Object detection requires a lot of data annotated with bounding boxes to train the model. However, in many applications it is difficult, if not impossible, to acquire a large number of tagged examples for the target task due to the privacy issue or lack of reliable annotators. On the other hand, thanks to high-quality image search engines, such as Flickr and Google, it is relatively easy to obtain resource-rich untagged datasets, whose categories are a superset of those. target data.
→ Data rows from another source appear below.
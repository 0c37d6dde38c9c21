//! Facet resolution
//!
//! Facet ids depend only on the project kind. Installed facets also carry a
//! version, taken from [`FacetVersions`] (the Java facet follows the project's
//! source compatibility when it declares one).

use crate::project::ProjectKind;
use serde::{Deserialize, Serialize};
use std::collections::BTreeSet;

pub const DEFAULT_JAVA_FACET_VERSION: &str = "1.8";
pub const DEFAULT_WEB_FACET_VERSION: &str = "2.4";
pub const DEFAULT_UTILITY_FACET_VERSION: &str = "1.0";

crate::define_id_enum! {
    /// IDE facet identifier
    FacetId {
        JstJava => "jst.java" : "Java",
        JstWeb => "jst.web" : "Dynamic Web Module",
        JstUtility => "jst.utility" : "Utility Module",
    }
}

#[derive(Debug, Clone, PartialEq, Eq, Hash, PartialOrd, Ord, Serialize, Deserialize)]
pub struct InstalledFacet {
    pub id: FacetId,
    pub version: String,
}

#[derive(Debug, Clone, PartialEq, Eq, Serialize, Deserialize)]
pub struct FacetVersions {
    pub java: String,
    pub web: String,
    pub utility: String,
}

impl Default for FacetVersions {
    fn default() -> Self {
        Self {
            java: DEFAULT_JAVA_FACET_VERSION.to_string(),
            web: DEFAULT_WEB_FACET_VERSION.to_string(),
            utility: DEFAULT_UTILITY_FACET_VERSION.to_string(),
        }
    }
}

impl FacetVersions {
    fn version_of(&self, id: &FacetId, java_version: Option<&str>) -> String {
        match id {
            FacetId::JstJava => java_version
                .map(normalize_java_version)
                .unwrap_or_else(|| self.java.clone()),
            FacetId::JstWeb => self.web.clone(),
            FacetId::JstUtility => self.utility.clone(),
            FacetId::Custom(_) => String::new(),
        }
    }
}

/// Facet versions use the `1.x` spelling up to Java 8 and the bare major
/// version afterwards, so `8` becomes `1.8` and `1.11` becomes `11`.
fn normalize_java_version(version: &str) -> String {
    let version = version.trim();
    let major = version.strip_prefix("1.").unwrap_or(version);
    match major.parse::<u32>() {
        Ok(n) if n <= 8 => format!("1.{}", n),
        Ok(n) => n.to_string(),
        Err(_) => version.to_string(),
    }
}

#[derive(Debug, Clone, Default, PartialEq, Eq, Serialize, Deserialize)]
pub struct FacetSet {
    pub fixed: BTreeSet<FacetId>,
    pub installed: BTreeSet<InstalledFacet>,
}

impl FacetSet {
    pub fn is_empty(&self) -> bool {
        self.fixed.is_empty() && self.installed.is_empty()
    }

    pub fn installed_ids(&self) -> BTreeSet<FacetId> {
        self.installed.iter().map(|f| f.id.clone()).collect()
    }
}

pub fn resolve_facets(
    kind: Option<ProjectKind>,
    versions: &FacetVersions,
    java_version: Option<&str>,
) -> FacetSet {
    let (fixed, installed) = match kind {
        Some(ProjectKind::JavaLibrary) => (
            vec![FacetId::JstJava],
            vec![FacetId::JstUtility, FacetId::JstJava],
        ),
        Some(ProjectKind::WebApplication) => (
            vec![FacetId::JstJava, FacetId::JstWeb],
            vec![FacetId::JstWeb, FacetId::JstJava],
        ),
        None => (Vec::new(), Vec::new()),
    };

    FacetSet {
        fixed: fixed.into_iter().collect(),
        installed: installed
            .into_iter()
            .map(|id| InstalledFacet {
                version: versions.version_of(&id, java_version),
                id,
            })
            .collect(),
    }
}
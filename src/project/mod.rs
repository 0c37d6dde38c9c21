//! Project inputs and their normalization.
//!
//! A sync pass receives a [`WorkspaceInput`] from the build/resolution
//! collaborator. Before any descriptor is computed, each project is classified
//! ([`classifier`]) and its configurations are collapsed into scoped
//! dependencies ([`scope`]).
//!
//! # Project kinds
//!
//! [`ProjectKind`] is closed: a project is either a plain Java library or a web
//! application. Projects whose capability markers match neither are carried
//! through with `kind: None` and get no facets and no component.

#[macro_use]
pub mod id_enum_macro;

pub mod artifact;
pub mod classifier;
pub mod input;
pub mod plugin_id;
pub mod scope;

pub use artifact::{ArtifactId, ArtifactParseError, DependencyId, Origin};
pub use classifier::{classify, kind_from_markers, Classification};
pub use input::{ConfigurationInput, ProjectInput, ResolvedEntry, WorkspaceInput};
pub use plugin_id::PluginId;
pub use scope::{map_scopes, Scope, ScopedDependency};

use serde::{Deserialize, Serialize};
use std::fmt;

/// Project path within the build, e.g. `:lib` or `:apps:web`
#[derive(Debug, Clone, PartialEq, Eq, Hash, PartialOrd, Ord, Serialize, Deserialize)]
#[serde(transparent)]
pub struct ProjectId(String);

impl ProjectId {
    pub fn new(path: impl Into<String>) -> Self {
        Self(path.into())
    }

    pub fn as_str(&self) -> &str {
        &self.0
    }

    /// Last path segment, used as the default deploy name
    pub fn leaf_name(&self) -> &str {
        self.0
            .rsplit(|c: char| c == ':' || c == '/')
            .find(|segment| !segment.is_empty())
            .unwrap_or("root")
    }
}

impl fmt::Display for ProjectId {
    fn fmt(&self, f: &mut fmt::Formatter<'_>) -> fmt::Result {
        f.write_str(&self.0)
    }
}

impl From<&str> for ProjectId {
    fn from(path: &str) -> Self {
        Self::new(path)
    }
}

/// Deployment role of a project
#[derive(Debug, Clone, Copy, PartialEq, Eq, Hash, PartialOrd, Ord, Serialize, Deserialize)]
#[serde(rename_all = "kebab-case")]
pub enum ProjectKind {
    JavaLibrary,
    WebApplication,
}

impl ProjectKind {
    pub fn all() -> [ProjectKind; 2] {
        [ProjectKind::JavaLibrary, ProjectKind::WebApplication]
    }
}

impl fmt::Display for ProjectKind {
    fn fmt(&self, f: &mut fmt::Formatter<'_>) -> fmt::Result {
        match self {
            ProjectKind::JavaLibrary => write!(f, "java-library"),
            ProjectKind::WebApplication => write!(f, "web-application"),
        }
    }
}

#[derive(Debug, Clone, Copy, PartialEq, Eq, Serialize, Deserialize)]
#[serde(rename_all = "lowercase")]
pub enum SourceRootRole {
    /// Compiled sources
    Java,
    /// Web content deployed as-is
    WebApp,
}

#[derive(Debug, Clone, PartialEq, Eq, Serialize, Deserialize)]
pub struct SourceRoot {
    pub path: String,
    pub role: SourceRootRole,
}

impl SourceRoot {
    pub fn java(path: impl Into<String>) -> Self {
        Self {
            path: path.into(),
            role: SourceRootRole::Java,
        }
    }

    pub fn webapp(path: impl Into<String>) -> Self {
        Self {
            path: path.into(),
            role: SourceRootRole::WebApp,
        }
    }
}
use crate::clients::ListingSource;
use crate::error::UpstreamError;
use crate::filters::{Condition, SortOrder};
use crate::item::Item;
use crate::response_parser::parse_response_report;
use std::sync::Arc;
use tracing::info;

#[derive(Debug, Clone, PartialEq)]
pub struct SearchQuery {
    pub keywords: String,
    pub sold: bool,
    pub condition: Option<Condition>,
    pub min_price: Option<f64>,
    pub max_price: Option<f64>,
    pub sort: Option<SortOrder>,
}

impl SearchQuery {
    pub fn new(keywords: impl Into<String>, sold: bool) -> Self {
        Self {
            keywords: keywords.into(),
            sold,
            condition: None,
            min_price: None,
            max_price: None,
            sort: None,
        }
    }

    pub fn with_condition(mut self, condition: Option<Condition>) -> Self {
        self.condition = condition;
        self
    }

    pub fn with_price_range(mut self, min_price: Option<f64>, max_price: Option<f64>) -> Self {
        self.min_price = min_price;
        self.max_price = max_price;
        self
    }

    pub fn with_sort(mut self, sort: Option<SortOrder>) -> Self {
        self.sort = sort;
        self
    }

    /// Same filters, other listing type.
    pub fn as_sold(&self, sold: bool) -> Self {
        Self {
            sold,
            ..self.clone()
        }
    }
}

/// Runs searches against a listing source and normalizes the results.
#[derive(Clone)]
pub struct SearchService {
    source: Arc<dyn ListingSource>,
}

impl SearchService {
    pub fn new(source: Arc<dyn ListingSource>) -> Self {
        Self { source }
    }

    pub async fn search(&self, query: &SearchQuery) -> Result<Vec<Item>, UpstreamError> {
        let data = self.source.fetch(query).await?;
        let report = parse_response_report(&data, query.sold);

        info!(
            "Search {} '{}': {} items ({} skipped)",
            if query.sold { "sold" } else { "active" },
            query.keywords,
            report.items.len(),
            report.skipped
        );

        Ok(report.items)
    }

    /// Run the sold and active searches concurrently. The first failure
    /// cancels the other search and is returned.
    pub async fn search_concurrent(
        &self,
        sold_query: &SearchQuery,
        active_query: &SearchQuery,
    ) -> Result<(Vec<Item>, Vec<Item>), UpstreamError> {
        tokio::try_join!(self.search(sold_query), self.search(active_query))
    }
}
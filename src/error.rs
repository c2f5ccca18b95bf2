use crate::validators::ValidationError;
use axum::http::StatusCode;
use axum::response::{IntoResponse, Response};
use axum::Json;
use serde_json::json;
use thiserror::Error;
use tracing::{error, warn};

/// Failure of the upstream Finding API call.
#[derive(Debug, Error)]
pub enum UpstreamError {
    #[error("eBay API is not configured")]
    NotConfigured,

    #[error("Failed to communicate with eBay API: {0}")]
    Http(#[from] reqwest::Error),

    #[error("eBay API returned HTTP {0}")]
    Status(u16),
}

/// Errors surfaced by the HTTP routes.
#[derive(Debug, Error)]
pub enum ApiError {
    #[error("Validation error: {0}")]
    Validation(#[from] ValidationError),

    #[error("eBay API not configured")]
    NotConfigured,

    #[error("eBay API error: {0}")]
    Upstream(#[from] UpstreamError),
}

impl IntoResponse for ApiError {
    fn into_response(self) -> Response {
        match self {
            ApiError::Validation(e) => {
                warn!("Validation error: {}", e.message);
                (
                    StatusCode::BAD_REQUEST,
                    Json(json!({ "error": e.message, "field": e.field })),
                )
                    .into_response()
            }
            ApiError::NotConfigured | ApiError::Upstream(UpstreamError::NotConfigured) => (
                StatusCode::INTERNAL_SERVER_ERROR,
                Json(json!({ "error": "eBay API not configured" })),
            )
                .into_response(),
            ApiError::Upstream(e) => {
                error!("eBay API error: {}", e);
                (
                    StatusCode::BAD_GATEWAY,
                    Json(json!({ "error": "Failed to fetch data from eBay" })),
                )
                    .into_response()
            }
        }
    }
}
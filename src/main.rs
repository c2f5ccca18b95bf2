use anyhow::{Context, Result};
use snout::{router, AppState, EbayFindingClient, SearchService, Settings};
use std::net::SocketAddr;
use std::sync::Arc;
use tracing::{info, warn};
use tracing_subscriber::EnvFilter;

#[tokio::main]
async fn main() -> Result<()> {
    // Initialize logging
    tracing_subscriber::fmt()
        .with_env_filter(EnvFilter::try_from_default_env().unwrap_or_else(|_| EnvFilter::new("info")))
        .init();

    info!("Starting Snout - eBay Reseller Price Lookup API");

    let settings = Settings::from_env()?;

    if !settings.is_ebay_configured() {
        warn!("⚠️ EBAY_APP_ID not set - search endpoints will return errors!");
    }

    let client = EbayFindingClient::new(&settings).context("Failed to create eBay client")?;
    let search = SearchService::new(Arc::new(client));

    let addr: SocketAddr = format!("{}:{}", settings.host, settings.port)
        .parse()
        .context("Invalid HOST/PORT")?;

    info!(
        "Rate limits: default={}/min, search={}/min",
        settings.rate_limit_default_per_minute, settings.rate_limit_search_per_minute
    );

    let app = router(AppState::new(settings, search));

    let listener = tokio::net::TcpListener::bind(addr)
        .await
        .with_context(|| format!("Failed to bind to {}", addr))?;

    info!("Listening on http://{}", addr);

    axum::serve(listener, app.into_make_service_with_connect_info::<SocketAddr>())
        .with_graceful_shutdown(async {
            let _ = tokio::signal::ctrl_c().await;
            info!("Shutting down");
        })
        .await
        .context("Server error")?;

    Ok(())
}
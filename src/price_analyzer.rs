//! Price statistics over search results and the sold-vs-active comparison.

use crate::item::Item;
use serde::{Deserialize, Serialize};
use statrs::statistics::Statistics;

/// Summary statistics over the positively priced items of a search.
#[derive(Debug, Clone, PartialEq, Serialize, Deserialize)]
pub struct PriceStats {
    pub count: usize,
    pub average: f64,
    pub median: f64,
    pub min: f64,
    pub max: f64,
    pub std_dev: f64,
}

#[derive(Debug, Clone, Copy, PartialEq, Eq, Serialize, Deserialize)]
#[serde(rename_all = "lowercase")]
pub enum Recommendation {
    /// Sold prices run below the current asking prices.
    Underpriced,
    Overpriced,
    Fair,
}

#[derive(Debug, Clone, PartialEq, Serialize, Deserialize)]
pub struct PriceComparison {
    pub avg_price_difference: f64,
    pub avg_price_difference_percent: f64,
    pub recommendation: Recommendation,
}

/// Round to `decimals` places, ties to even (10.125 -> 10.12).
pub fn round_to(value: f64, decimals: i32) -> f64 {
    let factor = 10f64.powi(decimals);
    (value * factor).round_ties_even() / factor
}

/// Compute price statistics, or `None` when no item has a positive price.
pub fn calculate_price_stats(items: &[Item]) -> Option<PriceStats> {
    let mut prices: Vec<f64> = items
        .iter()
        .filter(|item| item.has_valid_price())
        .map(|item| item.price)
        .collect();

    if prices.is_empty() {
        return None;
    }

    prices.sort_by(|a, b| a.total_cmp(b));

    let count = prices.len();
    let mid = count / 2;
    let median = if count % 2 == 0 {
        (prices[mid - 1] + prices[mid]) / 2.0
    } else {
        prices[mid]
    };

    // A single sample has no sample variance; report zero spread.
    let std_dev = if count > 1 {
        round_to(prices.iter().std_dev(), 2)
    } else {
        0.0
    };

    Some(PriceStats {
        count,
        average: round_to(prices.iter().mean(), 2),
        median: round_to(median, 2),
        min: round_to(prices[0], 2),
        max: round_to(prices[count - 1], 2),
        std_dev,
    })
}

/// Compare sold against active statistics. `None` if either side is missing.
pub fn compare_prices(
    sold_stats: Option<&PriceStats>,
    active_stats: Option<&PriceStats>,
) -> Option<PriceComparison> {
    let (sold, active) = (sold_stats?, active_stats?);

    let avg_price_difference = round_to(active.average - sold.average, 2);

    let avg_price_difference_percent = if sold.average == 0.0 {
        0.0
    } else {
        round_to(avg_price_difference / sold.average * 100.0, 1)
    };

    let recommendation = if avg_price_difference < 0.0 {
        Recommendation::Underpriced
    } else if avg_price_difference > 0.0 {
        Recommendation::Overpriced
    } else {
        Recommendation::Fair
    };

    Some(PriceComparison {
        avg_price_difference,
        avg_price_difference_percent,
        recommendation,
    })
}
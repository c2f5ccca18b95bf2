//! Condition and sort vocabularies accepted by the search routes and
//! forwarded to the Finding API.

use serde::{Deserialize, Serialize};
use std::fmt;
use std::str::FromStr;

#[derive(Debug, Clone, Copy, PartialEq, Eq, Serialize, Deserialize)]
#[serde(rename_all = "snake_case")]
pub enum Condition {
    New,
    OpenBox,
    Refurbished,
    Used,
    ForParts,
}

impl Condition {
    pub fn all() -> [Condition; 5] {
        [
            Condition::New,
            Condition::OpenBox,
            Condition::Refurbished,
            Condition::Used,
            Condition::ForParts,
        ]
    }

    pub fn as_str(&self) -> &'static str {
        match self {
            Condition::New => "new",
            Condition::OpenBox => "open_box",
            Condition::Refurbished => "refurbished",
            Condition::Used => "used",
            Condition::ForParts => "for_parts",
        }
    }

    /// eBay condition id
    pub fn ebay_id(&self) -> &'static str {
        match self {
            Condition::New => "1000",
            Condition::OpenBox => "1500",
            Condition::Refurbished => "2000",
            Condition::Used => "3000",
            Condition::ForParts => "7000",
        }
    }
}

impl FromStr for Condition {
    type Err = String;

    fn from_str(s: &str) -> Result<Self, Self::Err> {
        let lower = s.trim().to_lowercase();
        Condition::all()
            .into_iter()
            .find(|c| c.as_str() == lower)
            .ok_or_else(|| format!("Unknown condition: {}", s))
    }
}

impl fmt::Display for Condition {
    fn fmt(&self, f: &mut fmt::Formatter<'_>) -> fmt::Result {
        f.write_str(self.as_str())
    }
}

#[derive(Debug, Clone, Copy, PartialEq, Eq, Serialize, Deserialize)]
#[serde(rename_all = "snake_case")]
pub enum SortOrder {
    BestMatch,
    PriceAsc,
    PriceDesc,
    DateAsc,
    DateDesc,
}

impl SortOrder {
    pub fn all() -> [SortOrder; 5] {
        [
            SortOrder::BestMatch,
            SortOrder::PriceAsc,
            SortOrder::PriceDesc,
            SortOrder::DateAsc,
            SortOrder::DateDesc,
        ]
    }

    pub fn as_str(&self) -> &'static str {
        match self {
            SortOrder::BestMatch => "best_match",
            SortOrder::PriceAsc => "price_asc",
            SortOrder::PriceDesc => "price_desc",
            SortOrder::DateAsc => "date_asc",
            SortOrder::DateDesc => "date_desc",
        }
    }

    /// Value of the Finding API `sortOrder` parameter
    pub fn ebay_sort_order(&self) -> &'static str {
        match self {
            SortOrder::BestMatch => "BestMatch",
            SortOrder::PriceAsc => "PricePlusShippingLowest",
            SortOrder::PriceDesc => "PricePlusShippingHighest",
            SortOrder::DateAsc => "EndTimeSoonest",
            SortOrder::DateDesc => "StartTimeNewest",
        }
    }
}

impl FromStr for SortOrder {
    type Err = String;

    fn from_str(s: &str) -> Result<Self, Self::Err> {
        let lower = s.trim().to_lowercase();
        SortOrder::all()
            .into_iter()
            .find(|o| o.as_str() == lower)
            .ok_or_else(|| format!("Unknown sort order: {}", s))
    }
}

impl fmt::Display for SortOrder {
    fn fmt(&self, f: &mut fmt::Formatter<'_>) -> fmt::Result {
        f.write_str(self.as_str())
    }
}
//! Per-client rate limiting middleware.
//!
//! Each client IP gets a token bucket per limit class:
//! - Search: `/search/*` routes (default 30/minute)
//! - General: every other route (default 100/minute)

use axum::{
    body::Body,
    extract::{ConnectInfo, State},
    http::{HeaderValue, Request, StatusCode},
    middleware::Next,
    response::{IntoResponse, Response},
    Json,
};
use parking_lot::Mutex;
use serde_json::json;
use std::collections::HashMap;
use std::net::{IpAddr, Ipv4Addr, SocketAddr};
use std::sync::Arc;
use std::time::{Duration, Instant};
use tracing::{debug, warn};

/// Buckets untouched this long are full again and can be dropped.
const IDLE_EXPIRY: Duration = Duration::from_secs(60);

#[derive(Debug, Clone, Copy, PartialEq, Eq, Hash)]
pub enum RateLimitType {
    General,
    Search,
}

/// Token bucket refilled continuously at `capacity` tokens per minute
#[derive(Debug)]
pub struct TokenBucket {
    capacity: u32,
    tokens: f64,
    /// Tokens added per second
    refill_rate: f64,
    last_refill: Instant,
}

impl TokenBucket {
    pub fn per_minute(capacity: u32) -> Self {
        Self {
            capacity,
            tokens: capacity as f64,
            refill_rate: capacity as f64 / 60.0,
            last_refill: Instant::now(),
        }
    }

    /// Try to consume a token, returns true if allowed
    pub fn try_acquire(&mut self) -> bool {
        let now = Instant::now();
        let elapsed = now.duration_since(self.last_refill);
        self.tokens = (self.tokens + elapsed.as_secs_f64() * self.refill_rate).min(self.capacity as f64);
        self.last_refill = now;

        if self.tokens >= 1.0 {
            self.tokens -= 1.0;
            true
        } else {
            false
        }
    }

    /// Idle for at least [`IDLE_EXPIRY`] and refilled to capacity at `now`.
    pub fn is_idle(&self, now: Instant) -> bool {
        let elapsed = now.saturating_duration_since(self.last_refill);
        elapsed >= IDLE_EXPIRY
            && self.tokens + elapsed.as_secs_f64() * self.refill_rate >= self.capacity as f64
    }

    pub fn time_until_available(&self) -> Duration {
        if self.tokens >= 1.0 || self.refill_rate <= 0.0 {
            Duration::ZERO
        } else {
            Duration::from_secs_f64((1.0 - self.tokens) / self.refill_rate)
        }
    }
}

#[derive(Debug)]
pub struct RateLimiterState {
    general_per_minute: u32,
    search_per_minute: u32,
    buckets: Mutex<HashMap<(IpAddr, RateLimitType), TokenBucket>>,
    last_sweep: Mutex<Instant>,
}

impl RateLimiterState {
    pub fn new(general_per_minute: u32, search_per_minute: u32) -> Self {
        Self {
            general_per_minute,
            search_per_minute,
            buckets: Mutex::new(HashMap::new()),
            last_sweep: Mutex::new(Instant::now()),
        }
    }

    /// Returns `Err(wait)` when the client must back off.
    pub fn check(&self, client: IpAddr, rate_type: RateLimitType) -> Result<(), Duration> {
        let capacity = match rate_type {
            RateLimitType::General => self.general_per_minute,
            RateLimitType::Search => self.search_per_minute,
        };

        let mut buckets = self.buckets.lock();
        self.sweep_idle(&mut buckets, Instant::now());

        let bucket = buckets
            .entry((client, rate_type))
            .or_insert_with(|| TokenBucket::per_minute(capacity));

        if bucket.try_acquire() {
            Ok(())
        } else {
            Err(bucket.time_until_available())
        }
    }

    /// Drop idle buckets, at most once per [`IDLE_EXPIRY`].
    fn sweep_idle(&self, buckets: &mut HashMap<(IpAddr, RateLimitType), TokenBucket>, now: Instant) {
        let mut last_sweep = self.last_sweep.lock();
        if now.saturating_duration_since(*last_sweep) < IDLE_EXPIRY {
            return;
        }
        *last_sweep = now;

        let before = buckets.len();
        buckets.retain(|_, bucket| !bucket.is_idle(now));
        if buckets.len() < before {
            debug!("Dropped {} idle rate limit buckets", before - buckets.len());
        }
    }

    pub fn tracked_buckets(&self) -> usize {
        self.buckets.lock().len()
    }
}

pub fn get_rate_limit_type(path: &str) -> RateLimitType {
    if path.starts_with("/search/") {
        RateLimitType::Search
    } else {
        RateLimitType::General
    }
}

fn client_ip(request: &Request<Body>) -> IpAddr {
    request
        .extensions()
        .get::<ConnectInfo<SocketAddr>>()
        .map(|ConnectInfo(addr)| addr.ip())
        .unwrap_or(IpAddr::V4(Ipv4Addr::UNSPECIFIED))
}

pub async fn rate_limit_middleware(
    State(state): State<Arc<RateLimiterState>>,
    request: Request<Body>,
    next: Next,
) -> Response {
    let path = request.uri().path().to_string();
    let rate_type = get_rate_limit_type(&path);
    let client = client_ip(&request);

    if let Err(wait_time) = state.check(client, rate_type) {
        warn!(
            "Rate limit exceeded for {} ({:?}), path: {}, retry after {}ms",
            client,
            rate_type,
            path,
            wait_time.as_millis()
        );
        return rate_limit_response(wait_time);
    }

    next.run(request).await
}

fn rate_limit_response(retry_after: Duration) -> Response {
    let retry_seconds = retry_after.as_secs_f64().ceil().max(1.0) as u64;

    let body = Json(json!({
        "error": format!("Rate limit exceeded. Please retry after {} seconds.", retry_seconds),
        "retry_after_ms": retry_after.as_millis() as u64
    }));

    let mut response = (StatusCode::TOO_MANY_REQUESTS, body).into_response();
    response
        .headers_mut()
        .insert("Retry-After", HeaderValue::from(retry_seconds));

    response
}

#[cfg(test)]
mod tests {
    use super::*;

    #[test]
    fn test_token_bucket_basic() {
        let mut bucket = TokenBucket::per_minute(3);

        for _ in 0..3 {
            assert!(bucket.try_acquire());
        }
        assert!(!bucket.try_acquire());
        assert!(bucket.time_until_available() > Duration::ZERO);
    }

    #[test]
    fn test_token_bucket_refill() {
        let mut bucket = TokenBucket::per_minute(60);

        for _ in 0..60 {
            bucket.try_acquire();
        }
        assert!(!bucket.try_acquire());

        // 60/minute refills one token per second
        bucket.last_refill = Instant::now() - Duration::from_millis(2100);
        assert!(bucket.try_acquire());
        assert!(bucket.try_acquire());
        assert!(!bucket.try_acquire());
    }

    #[test]
    fn test_bucket_idle_only_when_refilled() {
        let mut bucket = TokenBucket::per_minute(2);
        bucket.try_acquire();
        bucket.try_acquire();

        let now = Instant::now();
        assert!(!bucket.is_idle(now));
        assert!(!bucket.is_idle(now + Duration::from_secs(30)));
        assert!(bucket.is_idle(now + Duration::from_secs(61)));
    }

    #[test]
    fn test_idle_buckets_are_swept() {
        let state = RateLimiterState::new(5, 5);
        for i in 0..100u8 {
            let ip = IpAddr::V4(Ipv4Addr::new(10, 0, 0, i));
            assert!(state.check(ip, RateLimitType::Search).is_ok());
        }
        assert_eq!(state.tracked_buckets(), 100);

        let now = Instant::now();
        {
            let mut buckets = state.buckets.lock();

            // Not due yet: nothing is dropped
            state.sweep_idle(&mut buckets, now + Duration::from_secs(30));
            assert_eq!(buckets.len(), 100);

            state.sweep_idle(&mut buckets, now + Duration::from_secs(61));
            assert!(buckets.is_empty());
        }

        // A sweep that just ran is not repeated right away
        let ip = IpAddr::V4(Ipv4Addr::new(10, 0, 1, 1));
        assert!(state.check(ip, RateLimitType::General).is_ok());
        assert_eq!(state.tracked_buckets(), 1);
    }

    #[test]
    fn test_recently_used_bucket_survives_sweep() {
        let state = RateLimiterState::new(5, 1);
        let busy: IpAddr = "10.0.0.8".parse().unwrap();
        let quiet: IpAddr = "10.0.0.9".parse().unwrap();
        assert!(state.check(busy, RateLimitType::Search).is_ok());
        assert!(state.check(quiet, RateLimitType::Search).is_ok());

        let sweep_at = Instant::now() + Duration::from_secs(61);
        let mut buckets = state.buckets.lock();
        if let Some(bucket) = buckets.get_mut(&(busy, RateLimitType::Search)) {
            bucket.last_refill = sweep_at - Duration::from_secs(1);
        }

        state.sweep_idle(&mut buckets, sweep_at);
        assert!(buckets.contains_key(&(busy, RateLimitType::Search)));
        assert!(!buckets.contains_key(&(quiet, RateLimitType::Search)));
    }

    #[test]
    fn test_rate_limit_type_detection() {
        assert_eq!(get_rate_limit_type("/search/sold"), RateLimitType::Search);
        assert_eq!(get_rate_limit_type("/search/compare"), RateLimitType::Search);
        assert_eq!(get_rate_limit_type("/health"), RateLimitType::General);
        assert_eq!(get_rate_limit_type("/"), RateLimitType::General);
    }

    #[test]
    fn test_buckets_are_per_client_and_class() {
        let state = RateLimiterState::new(5, 1);
        let alice: IpAddr = "10.0.0.1".parse().unwrap();
        let bob: IpAddr = "10.0.0.2".parse().unwrap();

        assert!(state.check(alice, RateLimitType::Search).is_ok());
        assert!(state.check(alice, RateLimitType::Search).is_err());
        assert!(state.check(alice, RateLimitType::General).is_ok());
        assert!(state.check(bob, RateLimitType::Search).is_ok());
    }
}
In this paper, to improve the target model with cost-effective monitoring from the source data, we propose a QBox partial transfer learning approach to actively query the labels of the bounding boxes of the source images. More precisely, we design two criteria, namely informativeness and transferability, to measure the potential utility of a bounding box to improve the target model. Based on these criteria, QBox actively queries the labels of the most useful boxes in the source domain and, therefore, requires fewer training examples to save the cost of labeling. In addition, the proposed query strategy allows annotators to simply label a specific region, instead of the entire image, and thus greatly reduces the difficulty of labeling. Extensive experiments are performed on various partial transfer benchmarks and a real COVID-19 detection task. The results confirm that QBox improves detection accuracy with lower tagging cost compared to advanced query strategies for object detection.